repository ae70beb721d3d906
//! Driven port owning user records and the hash/verify contract.
//!
//! Adapters hash plaintext at insert/reset time and verify with the hashing
//! algorithm's own comparison. Soft-deleted records stay retrievable by id and
//! by email; deletion is a status flag, not erasure.

use std::collections::BTreeMap;
use std::sync::{Mutex, MutexGuard};

use async_trait::async_trait;
use chrono::Utc;
use zeroize::Zeroizing;

use crate::domain::password::{hash_password_blocking, verify_password_blocking};
use crate::domain::{EmailAddress, NewUser, PasswordHashError, User, UserId};

use super::define_port_error;

define_port_error! {
    /// Errors raised by credential store adapters.
    pub enum CredentialStoreError {
        /// No record matches the requested identity or email.
        NotFound => "user not found",
        /// A uniqueness constraint (email) was violated.
        Constraint { message: String } => "credential store constraint violated: {message}",
        /// Transport, I/O, or timeout failure talking to storage.
        Storage { message: String } => "credential store unavailable: {message}",
        /// The hashing primitive failed or a stored hash is unreadable.
        Hashing { message: String } => "password hashing failed: {message}",
    }
}

impl From<PasswordHashError> for CredentialStoreError {
    fn from(error: PasswordHashError) -> Self {
        Self::hashing(error.to_string())
    }
}

/// Port for durable user records.
#[cfg_attr(test, mockall::automock)]
#[async_trait]
pub trait CredentialStore: Send + Sync {
    /// Hash the candidate's password, persist the record, and return its id.
    async fn insert(&self, candidate: NewUser) -> Result<UserId, CredentialStoreError>;

    /// Every record, soft-deleted ones included, ordered by identity.
    async fn list_all(&self) -> Result<Vec<User>, CredentialStoreError>;

    /// Fetch a record by exact email match.
    async fn find_by_email(&self, email: &EmailAddress) -> Result<User, CredentialStoreError>;

    /// Fetch a record by identity.
    async fn find_by_id(&self, id: UserId) -> Result<User, CredentialStoreError>;

    /// Overwrite email, names, and active flag. Leaves the hash untouched.
    async fn update(&self, user: &User) -> Result<(), CredentialStoreError>;

    /// Replace the stored hash with a fresh hash of `new_password`.
    async fn reset_password(
        &self,
        new_password: &str,
        user: &User,
    ) -> Result<(), CredentialStoreError>;

    /// Mark the record deleted and inactive. Repeating it refreshes the timestamp.
    async fn soft_delete(&self, id: UserId) -> Result<(), CredentialStoreError>;

    /// Check `password` against the user's stored hash.
    ///
    /// A mismatch is `Ok(false)`; only an unreadable hash is an error.
    async fn verify(&self, password: &str, user: &User) -> Result<bool, CredentialStoreError>;
}

#[derive(Debug, Default)]
struct MemoryState {
    last_id: i32,
    users: BTreeMap<UserId, User>,
}

impl MemoryState {
    fn email_taken(&self, email: &EmailAddress, except: Option<UserId>) -> bool {
        self.users
            .values()
            .any(|user| &user.email == email && Some(user.id) != except)
    }

    fn user_mut(&mut self, id: UserId) -> Result<&mut User, CredentialStoreError> {
        self.users
            .get_mut(&id)
            .ok_or(CredentialStoreError::NotFound)
    }
}

/// In-memory store for tests and for running without a database.
///
/// Honours the full port contract, including email uniqueness and soft
/// deletion.
#[derive(Debug, Default)]
pub struct InMemoryCredentialStore {
    state: Mutex<MemoryState>,
}

impl InMemoryCredentialStore {
    /// Create an empty store.
    pub fn new() -> Self {
        Self::default()
    }

    fn lock(&self) -> Result<MutexGuard<'_, MemoryState>, CredentialStoreError> {
        self.state
            .lock()
            .map_err(|_| CredentialStoreError::storage("in-memory store lock poisoned"))
    }
}

#[async_trait]
impl CredentialStore for InMemoryCredentialStore {
    async fn insert(&self, candidate: NewUser) -> Result<UserId, CredentialStoreError> {
        let NewUser {
            email,
            password,
            first_name,
            last_name,
            active,
        } = candidate;
        let password_hash = hash_password_blocking(password).await?;

        let mut state = self.lock()?;
        if state.email_taken(&email, None) {
            return Err(CredentialStoreError::constraint(format!(
                "email {email} already registered"
            )));
        }
        state.last_id += 1;
        let id = UserId::new(state.last_id);
        let now = Utc::now();
        state.users.insert(
            id,
            User {
                id,
                email,
                password_hash,
                first_name,
                last_name,
                active,
                created_at: now,
                updated_at: now,
                deleted_at: None,
            },
        );
        Ok(id)
    }

    async fn list_all(&self) -> Result<Vec<User>, CredentialStoreError> {
        Ok(self.lock()?.users.values().cloned().collect())
    }

    async fn find_by_email(&self, email: &EmailAddress) -> Result<User, CredentialStoreError> {
        self.lock()?
            .users
            .values()
            .find(|user| &user.email == email)
            .cloned()
            .ok_or(CredentialStoreError::NotFound)
    }

    async fn find_by_id(&self, id: UserId) -> Result<User, CredentialStoreError> {
        self.lock()?
            .users
            .get(&id)
            .cloned()
            .ok_or(CredentialStoreError::NotFound)
    }

    async fn update(&self, user: &User) -> Result<(), CredentialStoreError> {
        let mut state = self.lock()?;
        if !state.users.contains_key(&user.id) {
            return Err(CredentialStoreError::NotFound);
        }
        if state.email_taken(&user.email, Some(user.id)) {
            return Err(CredentialStoreError::constraint(format!(
                "email {} already registered",
                user.email
            )));
        }
        let stored = state.user_mut(user.id)?;
        stored.email = user.email.clone();
        stored.first_name = user.first_name.clone();
        stored.last_name = user.last_name.clone();
        stored.active = user.active;
        stored.updated_at = Utc::now();
        Ok(())
    }

    async fn reset_password(
        &self,
        new_password: &str,
        user: &User,
    ) -> Result<(), CredentialStoreError> {
        let password_hash = hash_password_blocking(Zeroizing::new(new_password.to_owned())).await?;
        let mut state = self.lock()?;
        let stored = state.user_mut(user.id)?;
        stored.password_hash = password_hash;
        stored.updated_at = Utc::now();
        Ok(())
    }

    async fn soft_delete(&self, id: UserId) -> Result<(), CredentialStoreError> {
        let mut state = self.lock()?;
        let stored = state.user_mut(id)?;
        let now = Utc::now();
        stored.deleted_at = Some(now);
        stored.active = false;
        stored.updated_at = now;
        Ok(())
    }

    async fn verify(&self, password: &str, user: &User) -> Result<bool, CredentialStoreError> {
        verify_password_blocking(
            Zeroizing::new(password.to_owned()),
            user.password_hash.clone(),
        )
        .await
        .map_err(CredentialStoreError::from)
    }
}
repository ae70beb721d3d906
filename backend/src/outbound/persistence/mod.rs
//! PostgreSQL persistence for credential records.
//!
//! `DieselCredentialStore` implements the domain `CredentialStore` port on
//! `diesel-async` with `bb8` pooling. Row structs (`models.rs`) and the table
//! definition (`schema.rs`) stay private to this module.
//!
//! # Example
//!
//! ```ignore
//! use authbroker::outbound::persistence::{DbPool, DieselCredentialStore, PoolConfig};
//!
//! let pool = DbPool::new(PoolConfig::new("postgres://localhost/auth")).await?;
//! let store = DieselCredentialStore::new(pool);
//! ```

mod diesel_credential_store;
mod models;
mod pool;
mod schema;

pub use diesel_credential_store::{DEFAULT_QUERY_TIMEOUT, DieselCredentialStore};
pub use pool::{DbPool, PoolConfig, PoolError};
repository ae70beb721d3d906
//! Inbound adapters that translate external requests into domain service
//! calls while keeping framework details at the edge.

pub mod http;
//! Credential capability handler.
//!
//! ```text
//! POST /authenticate {"email":"ada@example.com","password":"secret"}
//! ```

use actix_web::{HttpResponse, post, web};

use crate::domain::{AuthPayload, Error, LoginCredentials, ResponseEnvelope};
use crate::inbound::http::ApiResult;
use crate::inbound::http::state::AuthHttpState;

/// Check an email/password pair and return the account without its hash.
///
/// Both unknown emails and wrong passwords answer 401 `invalid credentials`.
#[post("/authenticate")]
pub async fn authenticate(
    state: web::Data<AuthHttpState>,
    body: web::Bytes,
) -> ApiResult<HttpResponse> {
    let payload: AuthPayload = serde_json::from_slice(&body)
        .map_err(|err| Error::invalid_request(format!("malformed request body: {err}")))?;
    let credentials = LoginCredentials::try_from_parts(&payload.email, &payload.password)
        .map_err(|err| Error::invalid_request(err.to_string()))?;

    let user = state.login.authenticate(&credentials).await?;
    let data = serde_json::to_value(&user)
        .map_err(|err| Error::internal(format!("failed to encode user: {err}")))?;
    Ok(HttpResponse::Ok().json(ResponseEnvelope::success(
        "Successfully authenticated",
        Some(data),
    )))
}

#[cfg(test)]
mod tests {
    //! Handler coverage against a mocked login service.
    use std::sync::Arc;

    use super::*;
    use crate::domain::ports::MockLoginService;
    use crate::domain::{EmailAddress, PublicUser, UserId};
    use actix_web::http::StatusCode;
    use actix_web::{App, test as actix_test};
    use chrono::Utc;
    use rstest::rstest;
    use serde_json::Value;

    fn public_user() -> PublicUser {
        let now = Utc::now();
        PublicUser {
            id: UserId::new(1),
            email: EmailAddress::new("ada@example.com").expect("valid email"),
            first_name: Some("Ada".to_owned()),
            last_name: None,
            active: true,
            created_at: now,
            updated_at: now,
            deleted_at: None,
        }
    }

    async fn post_body(login: MockLoginService, body: &'static str) -> (StatusCode, Value) {
        let state = web::Data::new(AuthHttpState::new(Arc::new(login)));
        let app = actix_test::init_service(App::new().app_data(state).service(authenticate)).await;
        let request = actix_test::TestRequest::post()
            .uri("/authenticate")
            .insert_header(("content-type", "application/json"))
            .set_payload(body)
            .to_request();
        let response = actix_test::call_service(&app, request).await;
        let status = response.status();
        let value: Value = actix_test::read_body_json(response).await;
        (status, value)
    }

    #[actix_web::test]
    async fn valid_credentials_return_user_without_hash() {
        let mut login = MockLoginService::new();
        login
            .expect_authenticate()
            .withf(|creds| creds.email().as_str() == "ada@example.com" && creds.password() == "pw")
            .times(1)
            .returning(|_| Ok(public_user()));

        let (status, body) =
            post_body(login, r#"{"email":"ada@example.com","password":"pw"}"#).await;

        assert_eq!(status, StatusCode::OK);
        assert_eq!(body["error"], Value::Bool(false));
        assert_eq!(body["message"], "Successfully authenticated");
        assert_eq!(body["data"]["email"], "ada@example.com");
        assert!(body["data"].get("password").is_none());
        assert!(body["data"].get("password_hash").is_none());
    }

    #[actix_web::test]
    async fn rejected_credentials_answer_unauthorised() {
        let mut login = MockLoginService::new();
        login
            .expect_authenticate()
            .returning(|_| Err(Error::unauthorized("invalid credentials")));

        let (status, body) =
            post_body(login, r#"{"email":"ada@example.com","password":"nope"}"#).await;

        assert_eq!(status, StatusCode::UNAUTHORIZED);
        assert_eq!(body["error"], Value::Bool(true));
        assert_eq!(body["message"], "invalid credentials");
    }

    #[rstest]
    #[case::not_json("not json")]
    #[case::missing_password(r#"{"email":"ada@example.com"}"#)]
    #[case::blank_email(r#"{"email":"  ","password":"pw"}"#)]
    #[case::blank_password(r#"{"email":"ada@example.com","password":""}"#)]
    #[case::bad_email(r#"{"email":"ada","password":"pw"}"#)]
    #[actix_web::test]
    async fn malformed_requests_are_rejected_before_lookup(#[case] body: &'static str) {
        let mut login = MockLoginService::new();
        login.expect_authenticate().never();

        let (status, value) = post_body(login, body).await;

        assert_eq!(status, StatusCode::BAD_REQUEST);
        assert_eq!(value["error"], Value::Bool(true));
    }
}
//! Password hashing and verification.
//!
//! The credential store is the only caller of this module. Hashes are Argon2id
//! PHC strings produced with fixed cost parameters and a fresh random salt, so
//! two hashes of the same password never compare equal. Verification relies on
//! the algorithm's own constant-time comparison.

use std::fmt;

use argon2::password_hash::{
    Error as PhcError, PasswordHash as PhcString, PasswordHasher, PasswordVerifier, SaltString,
};
use argon2::{Algorithm, Argon2, Params, Version};
use rand_core::OsRng;
use thiserror::Error;
use zeroize::Zeroizing;

/// Memory cost in KiB.
const ARGON2_MEMORY_KIB: u32 = 19 * 1024;
/// Number of passes.
const ARGON2_ITERATIONS: u32 = 2;
/// Degree of parallelism.
const ARGON2_PARALLELISM: u32 = 1;

/// Failures raised by the hashing primitive itself.
///
/// A well-formed mismatch is not an error; see [`verify_password`].
#[derive(Debug, Clone, PartialEq, Eq, Error)]
pub enum PasswordHashError {
    /// Salt generation, parameter setup, or key derivation failed.
    #[error("password hashing failed: {message}")]
    Hashing { message: String },
    /// The stored hash could not be parsed or names an unsupported algorithm.
    #[error("stored password hash is unreadable: {message}")]
    Malformed { message: String },
}

/// Opaque encoded password hash.
///
/// Never serialised; `Debug` output is redacted.
#[derive(Clone, PartialEq, Eq)]
pub struct PasswordHash(String);

impl PasswordHash {
    /// Wrap a hash string loaded from storage. Validity is checked on use.
    pub fn from_stored(encoded: impl Into<String>) -> Self {
        Self(encoded.into())
    }

    /// Encoded PHC string for persistence.
    pub fn as_str(&self) -> &str {
        self.0.as_str()
    }
}

impl fmt::Debug for PasswordHash {
    fn fmt(&self, f: &mut fmt::Formatter<'_>) -> fmt::Result {
        f.write_str("PasswordHash(<redacted>)")
    }
}

fn hasher() -> Result<Argon2<'static>, PasswordHashError> {
    let params = Params::new(
        ARGON2_MEMORY_KIB,
        ARGON2_ITERATIONS,
        ARGON2_PARALLELISM,
        None,
    )
    .map_err(|err| PasswordHashError::Hashing {
        message: err.to_string(),
    })?;
    Ok(Argon2::new(Algorithm::Argon2id, Version::V0x13, params))
}

/// Hash a plaintext password with a fresh salt.
///
/// # Examples
/// ```
/// use authbroker::domain::{hash_password, verify_password};
///
/// let hash = hash_password("hunter22").expect("hashing succeeds");
/// assert_ne!(hash.as_str(), "hunter22");
/// assert_eq!(verify_password("hunter22", &hash), Ok(true));
/// ```
pub fn hash_password(plaintext: &str) -> Result<PasswordHash, PasswordHashError> {
    let salt = SaltString::generate(&mut OsRng);
    let encoded = hasher()?
        .hash_password(plaintext.as_bytes(), &salt)
        .map_err(|err| PasswordHashError::Hashing {
            message: err.to_string(),
        })?
        .to_string();
    Ok(PasswordHash(encoded))
}

/// Compare a plaintext password to a stored hash.
///
/// Returns `Ok(false)` on a mismatch and an error only when the stored hash
/// itself is unreadable.
pub fn verify_password(plaintext: &str, hash: &PasswordHash) -> Result<bool, PasswordHashError> {
    let parsed = PhcString::new(hash.as_str()).map_err(|err| PasswordHashError::Malformed {
        message: err.to_string(),
    })?;
    match hasher()?.verify_password(plaintext.as_bytes(), &parsed) {
        Ok(()) => Ok(true),
        Err(PhcError::Password) => Ok(false),
        Err(err) => Err(PasswordHashError::Malformed {
            message: err.to_string(),
        }),
    }
}

/// Run [`hash_password`] on the blocking pool.
pub async fn hash_password_blocking(
    plaintext: Zeroizing<String>,
) -> Result<PasswordHash, PasswordHashError> {
    tokio::task::spawn_blocking(move || hash_password(plaintext.as_str()))
        .await
        .map_err(|err| PasswordHashError::Hashing {
            message: format!("hashing task failed: {err}"),
        })?
}

/// Run [`verify_password`] on the blocking pool.
pub async fn verify_password_blocking(
    plaintext: Zeroizing<String>,
    hash: PasswordHash,
) -> Result<bool, PasswordHashError> {
    tokio::task::spawn_blocking(move || verify_password(plaintext.as_str(), &hash))
        .await
        .map_err(|err| PasswordHashError::Hashing {
            message: format!("verification task failed: {err}"),
        })?
}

----

_TO DO:_ Once you have checked every line of the material above, return the ones that hold the string "module".

_REPLY TO THE TASK:_
//! definition (`schema.rs`) stay private to this module.
//! The credential store is the only caller of this module. Hashes are Argon2id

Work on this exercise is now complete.